The rate on the most popular type of mortgage fell to a new low this week, despite Europe's latest efforts to ease its ongoing debt crisis.
30 year fixed rate mortgage – 3 month trend 30 year fixed rate mortgage – 3 month trend
The benchmark 30-year fixed-rate mortgage fell to 3.87% from 3.89%, according to the Bankrate.com national survey of large lenders. The mortgages in this week's survey had an average total of 0.43 discount and origination points. One year ago, the mortgage index stood at 4.79%; four weeks ago, it was 3.92%.
This is the lowest the 30-year has reached in the 26 years Bankrate has conducted the weekly survey. This downward trend has lasted three months. The last time the fixed rate increased was May 4, the survey shows.
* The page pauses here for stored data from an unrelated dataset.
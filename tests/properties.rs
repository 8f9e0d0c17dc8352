use std::collections::BTreeSet;

use proptest::prelude::*;

use avl::{AVLMap, AVLSet, balance_factor, height};

#[derive(Debug, Clone)]
enum Op {
    Insert(i16),
    Remove(i16),
}

fn op() -> impl Strategy<Value = Op> {
    // A narrow key range so removals and duplicate inserts actually hit existing keys
    prop_oneof![
        3 => (-200i16..200).prop_map(Op::Insert),
        2 => (-200i16..200).prop_map(Op::Remove),
    ]
}

fn apply(set: &mut AVLSet<i16>, expected: &mut BTreeSet<i16>, op: &Op) {
    match *op {
        Op::Insert(key) => assert_eq!(set.insert(key), expected.insert(key)),
        Op::Remove(key) => assert_eq!(set.remove(&key), expected.remove(&key)),
    }
}

/// Checks the height and balance of every node through the public node API
fn check_node(node: Option<avl::set::Node<'_, i16>>) -> Result<(), TestCaseError> {
    let node = match node {
        Some(node) => node,
        None => return Ok(()),
    };

    let left = node.left().map_or(0, |left| left.height());
    let right = node.right().map_or(0, |right| right.height());
    prop_assert_eq!(node.height(), 1 + left.max(right), "stale height");
    prop_assert!(node.balance_factor().abs() <= 1, "unbalanced node");

    check_node(node.left())?;
    check_node(node.right())
}

proptest! {
    #[test]
    fn invariants_hold_after_every_operation(ops in proptest::collection::vec(op(), 0..400)) {
        let mut set = AVLSet::new();
        let mut expected = BTreeSet::new();

        for op in &ops {
            apply(&mut set, &mut expected, op);

            prop_assert_eq!(set.validate(), Ok(()));
            prop_assert_eq!(set.len(), expected.len());
        }

        check_node(set.root())?;
        prop_assert!(set.iter_inorder().eq(expected.iter()), "in-order traversal differs");
    }

    #[test]
    fn inorder_is_strictly_ascending(keys in proptest::collection::vec(any::<i32>(), 0..300)) {
        let set: AVLSet<_> = keys.iter().copied().collect();
        let values = set.inorder();

        prop_assert!(values.windows(2).all(|pair| pair[0] < pair[1]));
        prop_assert_eq!(values.len(), keys.iter().collect::<BTreeSet<_>>().len());
    }

    #[test]
    fn height_is_logarithmic(keys in proptest::collection::vec(any::<u16>(), 1..1000)) {
        let set: AVLSet<_> = keys.into_iter().collect();

        // An AVL tree with n nodes has height < 1.4405 * log2(n + 2) - 0.3277
        let bound = 1.45 * ((set.len() + 2) as f64).log2();
        prop_assert!((set.height() as f64) < bound, "height {} for {} nodes", set.height(), set.len());
    }

    #[test]
    fn insert_is_idempotent(
        keys in proptest::collection::vec(-100i32..100, 0..100),
        key in -100i32..100,
    ) {
        let mut once: AVLSet<_> = keys.iter().copied().collect();
        once.insert(key);

        let mut twice = once.clone();
        prop_assert!(!twice.insert(key));

        prop_assert_eq!(once.inorder(), twice.inorder());
        prop_assert_eq!(once.len(), twice.len());
    }

    #[test]
    fn size_changes_by_one(
        keys in proptest::collection::vec(-100i32..100, 0..100),
        key in -100i32..100,
    ) {
        let mut set: AVLSet<_> = keys.iter().copied().collect();
        let len = set.len();

        if set.contains(&key) {
            prop_assert!(set.remove(&key));
            prop_assert_eq!(set.len(), len - 1);
            // Removing again is a no-op
            prop_assert!(!set.remove(&key));
            prop_assert_eq!(set.len(), len - 1);
        } else {
            prop_assert!(set.insert(key));
            prop_assert_eq!(set.len(), len + 1);
        }
    }

    #[test]
    fn insert_then_remove_round_trips(
        keys in proptest::collection::vec(-100i32..100, 0..100),
        key in -100i32..100,
    ) {
        let mut set: AVLSet<_> = keys.iter().copied().collect();
        prop_assume!(!set.contains(&key));
        let before = set.inorder();

        set.insert(key);
        set.remove(&key);

        prop_assert_eq!(set.inorder(), before);
        prop_assert_eq!(set.validate(), Ok(()));
    }

    #[test]
    fn removing_absent_key_keeps_structure(
        keys in proptest::collection::vec(0i32..1000, 0..200),
        key in 1000i32..2000,
    ) {
        let mut set: AVLSet<_> = keys.iter().copied().collect();
        let preorder: Vec<_> = set.iter_preorder().copied().collect();

        prop_assert!(!set.remove(&key));

        // Pre-order fixes the shape of a BST, so an identical sequence means an identical tree
        let after: Vec<_> = set.iter_preorder().copied().collect();
        prop_assert_eq!(after, preorder);
    }

    #[test]
    fn map_nodes_are_balanced(keys in proptest::collection::vec(any::<u8>(), 0..300)) {
        let map: AVLMap<_, _> = keys.iter().map(|&key| (key, ())).collect();

        let mut visited = 0;
        let mut stack: Vec<_> = map.root().into_iter().collect();
        while let Some(node) = stack.pop() {
            visited += 1;
            prop_assert_eq!(node.height(), 1 + height(node.left()).max(height(node.right())));
            prop_assert_eq!(balance_factor(Some(node)), node.balance_factor());
            prop_assert!(balance_factor(Some(node)).abs() <= 1);

            stack.extend(node.left());
            stack.extend(node.right());
        }
        prop_assert_eq!(visited, map.len());
    }
}
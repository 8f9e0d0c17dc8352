//! The trees own their nodes through `Box`, so they should be exactly as thread-safe as their
//! contents. Borrowing iterators and node handles follow the rules for shared references.

#![warn(rust_2018_idioms)]

use std::any::Any;
use std::cell::Cell;
use std::cmp::Ordering;
use std::rc::Rc;

use static_assertions::{assert_impl_all, assert_not_impl_any};

use avl::{AVLMap, AVLSet, map, set};

/// `Sync` but not `Send`
struct NotSend {
    _a: Box<dyn Any + Sync>,
}

impl PartialEq for NotSend {
    fn eq(&self, _other: &Self) -> bool {
        false
    }
}

impl Eq for NotSend {}

impl PartialOrd for NotSend {
    fn partial_cmp(&self, other: &Self) -> Option<Ordering> {
        Some(self.cmp(other))
    }
}

impl Ord for NotSend {
    fn cmp(&self, _other: &Self) -> Ordering {
        Ordering::Equal
    }
}

assert_impl_all!(AVLMap<i32, i32>: Send, Sync);
assert_not_impl_any!(AVLMap<Rc<i32>, i32>: Send, Sync);
assert_impl_all!(AVLMap<Cell<i32>, i32>: Send);
assert_not_impl_any!(AVLMap<Cell<i32>, i32>: Sync);
assert_impl_all!(AVLMap<i32, NotSend>: Sync);
assert_not_impl_any!(AVLMap<i32, NotSend>: Send);

assert_impl_all!(map::Node<i32, i32>: Send, Sync);
assert_not_impl_any!(map::Node<Rc<i32>, i32>: Send, Sync);

assert_impl_all!(map::IterPreorder<'static, i32, i32>: Send, Sync);
assert_not_impl_any!(map::IterPreorder<'static, Rc<i32>, i32>: Send, Sync);
assert_not_impl_any!(map::IterPreorder<'static, Cell<i32>, i32>: Send, Sync);
assert_impl_all!(map::IterPreorder<'static, i32, NotSend>: Send, Sync);

assert_impl_all!(map::IterInorder<'static, i32, i32>: Send, Sync);
assert_not_impl_any!(map::IterInorder<'static, Rc<i32>, i32>: Send, Sync);
assert_not_impl_any!(map::IterInorder<'static, Cell<i32>, i32>: Send, Sync);
assert_impl_all!(map::IterInorder<'static, i32, NotSend>: Send, Sync);

assert_impl_all!(map::IterPostorder<'static, i32, i32>: Send, Sync);
assert_not_impl_any!(map::IterPostorder<'static, Cell<i32>, i32>: Send, Sync);

assert_impl_all!(map::IterLevelorder<'static, i32, i32>: Send, Sync);
assert_not_impl_any!(map::IterLevelorder<'static, Cell<i32>, i32>: Send, Sync);

assert_impl_all!(AVLSet<i32>: Send, Sync);
assert_not_impl_any!(AVLSet<Rc<i32>>: Send, Sync);
assert_impl_all!(AVLSet<Cell<i32>>: Send);
assert_not_impl_any!(AVLSet<Cell<i32>>: Sync);
assert_impl_all!(AVLSet<NotSend>: Sync);
assert_not_impl_any!(AVLSet<NotSend>: Send);

assert_impl_all!(set::Node<'static, i32>: Send, Sync, Copy);
assert_not_impl_any!(set::Node<'static, Rc<i32>>: Send, Sync);
assert_not_impl_any!(set::Node<'static, Cell<i32>>: Send, Sync);
assert_impl_all!(set::Node<'static, NotSend>: Send, Sync);

assert_impl_all!(set::IterInorder<'static, i32>: Send, Sync, ExactSizeIterator);
assert_not_impl_any!(set::IterInorder<'static, Cell<i32>>: Send, Sync);
assert_impl_all!(set::IterLevelorder<'static, i32>: Send, Sync);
The benchmark 15-year fixed-rate mortgage fell to 3.13% from 3.16%, while the benchmark 5/1 adjustable-rate mortgage fell to 2.96% from 3.02%. Weekly national mortgage survey
Results of Bankrate.com's July 3, 2012, weekly national survey of large lenders and the effect on monthly payments for a $165,000 loan:
30-year fixed 15-year fixed 5-year ARM This week's rate: 3.87% 3.13% 2.96% Change from last week: -0.02 -0.03 -0.06 Monthly payment: $775.42 $1,149.80 $692.09 Change from last week: -$1.89 -$2.40 -$5.34
Europe's Band-Aid fixes not enough to increase rates
Some in the mortgage industry feared rates would increase after European leaders recently agreed to measures to help solve the sovereign-debt crisis in Italy and Spain. The moves eased some of the fear among investors, who became more optimistic after the European Central Bank indicated that it will provide some relief to the economy by cutting its key interest rate to a record low: less than 1%.
Whenever investors feel more comfortable with the global economic situation, there is upward pressure on mortgage rates. But these temporary fixes to the euro crisis won't be enough to push up mortgage rates in the United States, says John Walsh, president of Total Mortgage Services in Milford, Conn.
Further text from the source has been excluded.